Yapılan bir çalışmada, Kanada’da filmlerin kadınlara karşı şiddet kullanma eğilimini nasıl etkilediği araştırıldı. Denek olarak kolej öğrencileri kullanıldı. Öğrenciler, sanki bir sinema okulunda ders yapacaklarmışcasına şiddet öğeleriyle ve ırza geçme sahneleriyle dolu filmlere yollandılar. Sonra aynı kolejin psikoloji sınıfında çocuklara bir test yapıldı. Teste sokulan öğrencilerin büyük bir çoğunluğu filmleri izlemiş olanlardı. Kendilerine kadınlara karşı şiddet kullanmak, kadınların ırzına geçmek ya da bir kadının ırzına geçilmesinden ne kadar zevk duyacağını düşündükleri soruldu.

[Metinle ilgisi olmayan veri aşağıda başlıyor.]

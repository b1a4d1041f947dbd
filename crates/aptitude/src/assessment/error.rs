use std::collections::BTreeMap;
use std::path::PathBuf;

use super::lead::{FieldIssue, LeadField};
use super::taxonomy::{AssessmentType, CategoryId, OptionSymbol, QuestionId};

/// Raised while resolving or building taxonomy configuration. Not recoverable within a session.
#[derive(Debug, thiserror::Error)]
pub enum ConfigurationError {
    #[error("unknown assessment type '{0}'")]
    UnknownAssessmentType(String),
    #[error("assessment type '{0}' is declared more than once")]
    DuplicateAssessmentType(AssessmentType),
    #[error("assessment type '{assessment_type}' declares no categories")]
    NoCategories { assessment_type: AssessmentType },
    #[error("assessment type '{assessment_type}' declares category '{category}' more than once")]
    DuplicateCategory {
        assessment_type: AssessmentType,
        category: CategoryId,
    },
    #[error("option '{option}' of '{assessment_type}' maps to undeclared category '{category}'")]
    OrphanCategory {
        assessment_type: AssessmentType,
        option: OptionSymbol,
        category: CategoryId,
    },
    #[error("symbol '{symbol}' of '{assessment_type}' is not a single ASCII letter")]
    InvalidSymbol {
        assessment_type: AssessmentType,
        symbol: char,
    },
    #[error("option '{option}' of '{assessment_type}' is mapped more than once")]
    DuplicateOption {
        assessment_type: AssessmentType,
        option: OptionSymbol,
    },
    #[error("assessment type '{assessment_type}' has an empty question bank")]
    EmptyQuestionBank { assessment_type: AssessmentType },
    #[error("question '{question}' of '{assessment_type}' is declared more than once")]
    DuplicateQuestion {
        assessment_type: AssessmentType,
        question: QuestionId,
    },
    #[error("question '{question}' of '{assessment_type}' offers no options")]
    QuestionWithoutOptions {
        assessment_type: AssessmentType,
        question: QuestionId,
    },
    #[error(
        "question '{question}' of '{assessment_type}' offers option '{option}' outside the answer alphabet"
    )]
    UnmappedOption {
        assessment_type: AssessmentType,
        question: QuestionId,
        option: OptionSymbol,
    },
    #[error("failed to read taxonomy definitions from {}", .path.display())]
    Unreadable {
        path: PathBuf,
        #[source]
        source: std::io::Error,
    },
    #[error("taxonomy definitions in {} are malformed", .path.display())]
    Malformed {
        path: PathBuf,
        #[source]
        source: serde_json::Error,
    },
}

/// An answer that cannot be recorded. The existing response set is left untouched.
#[derive(Debug, Clone, PartialEq, Eq, thiserror::Error)]
pub enum InvalidOptionError {
    #[error("'{raw}' is not a single-letter option symbol")]
    Malformed { raw: String },
    #[error("option '{option}' is not part of the '{assessment_type}' answer alphabet")]
    OutsideAlphabet {
        assessment_type: AssessmentType,
        question: QuestionId,
        option: OptionSymbol,
    },
    #[error("question '{question}' does not offer option '{option}'")]
    NotOffered {
        question: QuestionId,
        option: OptionSymbol,
    },
    #[error("question '{question}' is not part of the '{assessment_type}' question bank")]
    UnknownQuestion {
        assessment_type: AssessmentType,
        question: QuestionId,
    },
}

/// Lead record fields that blocked a release, keyed by field.
#[derive(Debug, Clone, PartialEq, Eq, thiserror::Error)]
#[error("lead record failed validation: {}", describe_failures(.failures))]
pub struct ValidationError {
    pub failures: BTreeMap<LeadField, FieldIssue>,
}

impl ValidationError {
    pub fn fields(&self) -> Vec<LeadField> {
        self.failures.keys().copied().collect()
    }

    pub fn issue(&self, field: LeadField) -> Option<&FieldIssue> {
        self.failures.get(&field)
    }
}

fn describe_failures(failures: &BTreeMap<LeadField, FieldIssue>) -> String {
    failures
        .iter()
        .map(|(field, issue)| format!("{field} {issue}"))
        .collect::<Vec<_>>()
        .join("; ")
}

/// Umbrella error for the scoring and gating pipeline.
#[derive(Debug, thiserror::Error)]
pub enum AssessmentError {
    #[error(transparent)]
    Configuration(#[from] ConfigurationError),
    #[error(transparent)]
    InvalidOption(#[from] InvalidOptionError),
    #[error(transparent)]
    Validation(#[from] ValidationError),
    #[error("lead record is finalized; '{0}' can no longer change")]
    LeadFinalized(LeadField),
    #[error("results were already released; answer to '{0}' was not recorded")]
    ResponsesClosed(QuestionId),
}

Söz konusu filmleri ve gösterileri izleyen öğrencilerin çoğunda, bir kadının ırzına geçmek istek ve düşüncesinin arttığı, buna karşılık bunları izlememiş olanların durumunda bir değişiklik olmadığı belirlendi (Kitle İletişim Araçları ve Şiddet, 1986, s.18-19).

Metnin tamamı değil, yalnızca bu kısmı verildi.